Goal 1: Safety

Make Portland streets safe for everyone.
On this page

In 2015 Portland became one of the first cities in the country to adopt Vision Zero—an ambitious plan to eliminate traffic fatalities and serious injury crashes on our roadways. Since then, PBOT has worked to:

  • Strengthen a culture of safety within PBOT and across the city;
  • Protect the most vulnerable people on Portland streets regardless of race, language, age, income, or physical ability;
  • Prioritize investment in designing safer streets and installing what is needed for safety—technology and infrastructure where it is needed most.
  • Identify safe speeds and use education, enforcement, and engineering to achieve those speeds on Portland streets; and
  • Test new concepts like protected bike lanes and launch innovative safety programs like our Safe Ride Home initiative.

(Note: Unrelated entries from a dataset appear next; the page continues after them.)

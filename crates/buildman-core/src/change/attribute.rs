//! Spreading the free attribute pool over the requested allocation.

use buildman_types::build::{Attribute, AttributePoints};

/// A single attribute request against the home page.
#[derive(Debug, Clone, Copy, PartialEq, Eq)]
pub enum AttributeCall {
    /// `increase=<name>`: one point.
    Increase(Attribute),
    /// `increase_all=<name>`: every free point.
    IncreaseAll(Attribute),
}

/// Calls that allocate `total` free points towards `requested`.
///
/// Requests are walked in ascending order (stable, so ties keep catalog
/// order). Every entry but the last gets `min(remaining, requested)` single
/// increases; zero requests are skipped and the walk stops once the pool is
/// spent. The last, largest entry takes a single bulk call when the pool
/// left covers its request, or exactly the remaining points otherwise.
pub fn distribute(requested: &AttributePoints, total: u32) -> Vec<AttributeCall> {
    let mut entries = requested.entries().to_vec();
    entries.sort_by_key(|&(_, value)| value);

    let mut calls = Vec::new();
    let Some((&(last, last_value), rest)) = entries.split_last() else {
        return calls;
    };

    let mut used: u32 = 0;
    for &(attribute, value) in rest {
        if used >= total {
            break;
        }
        if value == 0 {
            continue;
        }
        let points = value.min(total - used);
        used += points;
        calls.extend(std::iter::repeat_n(AttributeCall::Increase(attribute), points as usize));
    }

    let remaining = total.saturating_sub(used);
    if remaining > 0 && last_value > 0 {
        if remaining < last_value {
            calls.extend(std::iter::repeat_n(AttributeCall::Increase(last), remaining as usize));
        } else {
            calls.push(AttributeCall::IncreaseAll(last));
        }
    }
    calls
}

The alarming numbers of fatalities that have already occurred on our roads in 2019 is a reminder about how much work we still need to do to achieve our Vision Zero goals.

As our city continues to grow, so too does the number of cars on our roads. National and international research clearly shows that an increase in driving reduces safety for everyone on our streets—drivers, pedestrians, and cyclists alike. Simply put, as Portland grows, and more cars take to the roads, our transportation system becomes less safe.

Moving to Our Future takes two major steps to reverse this trend. First, it continues our aggressive implementation of our Vision Zero Action Plan. Adopted in 2015, the Action Plan aims to eliminate all traffic fatalities and serious injury crashes from Portland streets. To do this, we focus our efforts on our city’s most deadly streets, called the High Crash Network, and we do this with proven Vision Zero strategies—building safer streets, encouraging safer behavior, and deploying effective and equitable enforcement. The High Crash Network represents only a fraction of the total streets in Portland, but this is where the majority of fatal and serious crashes occur. If we can make these streets safer, we will make Portland safer.

Of course, traffic safety is a citywide issue. Not every fatality and serious crash occurs on the High Crash Network. For this reason, Moving to Our Future adopts a citywide approach known as Safe Systems which prioritizes safety in everything we do. Safe Systems means we design and build streets, sidewalks, bike lanes, and infrastructure safe enough to compensate for the inevitable mistakes that people make. 

What measurable outcomes do we want from this goal?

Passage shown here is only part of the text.